PM Inggris Melunak Soal Brexit, Begini Sikap Pemimpin Uni Eropa
Perdana Menteri Inggris, Boris Johnson, berusaha membangun sebuah koalisi di dalam negeri untuk mendukung pendekatan Brexit-nya. Kali ini, Johnson bersikap lebih ramah pada hari Kamis, 3 Oktober 2019, dibandingkan penampilan sebelumnya di House of Commons.
Berbeda sikap dengan Johnson, para pemimpin Eropa menyatakan langkah yang diusulkan PM Inggris itu belum memenuhi konsesi yang perlu guna mencapai sebuah kesepakatan.
Menurut Johnson, perubahan yang ditawarkan terkait pengaturan perdagangan antara Irlandia dan Irlandia Utara setelah Brexit, merupakan kompromi yang berarti. Ia berpendapat konsesi yang ditawarkannya harus menjawab kekhawatiran yang mendorong anggota parlemen Inggris menolak perjanjian Brexit sebelumnya tiga kali.
“Kami telah mengusahakan secara sungguh-sungguh dalam menjembatani perbedaan, mempertemukan perbedaan pendapat, dan melakukan lebih dari itu, sementara waktunya semakin sedikit,” katanya, dikutip VOA, Jumat 4 .

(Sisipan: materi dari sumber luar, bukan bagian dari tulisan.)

//! castd - run a broadcast daemon over a synthetic source.
//!
//! Starts the daemon at the configured frame rate, saves the first few
//! frames as JPEG snapshots, and stops after a fixed duration or on
//! Ctrl-C, whichever comes first.

use anyhow::{anyhow, Result};
use clap::Parser;
use std::fs;
use std::sync::atomic::{AtomicBool, Ordering};
use std::sync::{Arc, Mutex};
use std::time::{Duration, Instant};

use framecast::{
    BroadcastDaemon, CastdConfig, SnapshotSaver, SyntheticConfig, SyntheticSource,
};

#[derive(Parser, Debug)]
#[command(author, version, about)]
struct Args {
    /// Frames per second (overrides config file and FRAMECAST_FPS).
    #[arg(long)]
    fps: Option<f64>,
    /// How long to broadcast, in seconds.
    #[arg(long)]
    seconds: Option<u64>,
    /// Output directory for snapshots.
    #[arg(long)]
    out: Option<String>,
    /// How many snapshots to save.
    #[arg(long)]
    snapshots: Option<usize>,
}

fn main() -> Result<()> {
    env_logger::init();
    let args = Args::parse();

    let mut cfg = CastdConfig::load()?;
    if let Some(fps) = args.fps {
        if !fps.is_finite() || fps <= 0.0 {
            return Err(anyhow!("--fps must be positive, got {fps}"));
        }
        cfg.frame_rate = fps;
    }
    if let Some(seconds) = args.seconds {
        cfg.run_seconds = seconds;
    }
    if let Some(out) = args.out {
        cfg.out_dir = out.into();
    }
    if let Some(snapshots) = args.snapshots {
        cfg.snapshot_count = snapshots;
    }

    fs::create_dir_all(&cfg.out_dir)?;

    let source = Arc::new(Mutex::new(SyntheticSource::new(SyntheticConfig {
        width: cfg.width,
        height: cfg.height,
        format: cfg.format,
    })?));
    {
        let mut source = source
            .lock()
            .map_err(|_| anyhow!("source lock poisoned before start"))?;
        source.attach(Box::new(SnapshotSaver::new(
            cfg.out_dir.clone(),
            cfg.snapshot_count,
        )));
    }

    let interrupted = Arc::new(AtomicBool::new(false));
    let interrupted_handler = interrupted.clone();
    ctrlc::set_handler(move || {
        interrupted_handler.store(true, Ordering::SeqCst);
    })?;

    let mut daemon = BroadcastDaemon::bind(Arc::downgrade(&source))?;
    daemon.start(cfg.frame_rate)?;
    log::info!(
        "broadcasting {}x{} at {} fps for {}s (snapshots in {})",
        cfg.width,
        cfg.height,
        cfg.frame_rate,
        cfg.run_seconds,
        cfg.out_dir.display()
    );

    let deadline = Instant::now() + Duration::from_secs(cfg.run_seconds);
    while Instant::now() < deadline && !interrupted.load(Ordering::SeqCst) {
        std::thread::sleep(Duration::from_millis(50));
    }

    daemon.stop()?;

    let stats = source
        .lock()
        .map_err(|_| anyhow!("source lock poisoned after stop"))?
        .stats();
    log::info!(
        "done: {} frames generated, {} notified",
        stats.frames_generated,
        stats.frames_notified
    );
    println!(
        "generated {} frames, notified {}",
        stats.frames_generated, stats.frames_notified
    );
    Ok(())
}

Menurut rencana, Inggris akan keluar dari Uni Eropa pada 31 Oktober. Namun hal tersebut bisa mundur jika Inggris sekali lagi minta perpanjangan. Johnson menegaskan, ia tetap merencanakan untuk meninggalkan Uni Eropa pada tanggal yang telah ditetapkan, baik dengan atau tanpa persetujuan.
Begitu pun Parlemen Inggris telah meloloskan UU yang mewajibkan ia minta perpanjangan seandainya persetujuan Brexit tidak tercapai.
Sebelumnya, Boris Johnson tersudut karena keputusannya membekukan parlemen dinyatakan sebagai suatu pelanggaran hukum oleh Mahkamah Agung.
Keputusan ini menambah ketidakpastian terkait dengan krisis Brexit atau upaya Inggris keluar dari organisasi kerja sama Uni Eropa, sementara negara berusaha memutuskan bagaimana, kapan dan apakah memang akan meninggalkan Uni Eropa.
Majelis Rendah dan Majelis Tinggi ditutup -- atau istilah resminya dibekukan -- pada tanggal 10 September dan baru dijadwalkan bersidang kembali pada tanggal 14 Oktober.
Padahal Inggris dijadwalkan untuk meninggalkan Uni Eropa pada akhir bulan itu.
Tanggal pembekuan ini dipandang kontroversial karena telah mengurangi masa sidang parlemen sebelum Brexit terjadi, di mana anggota parlemen dapat bertanya atau mengkaji peraturan pemerintah sebelum pembekuan.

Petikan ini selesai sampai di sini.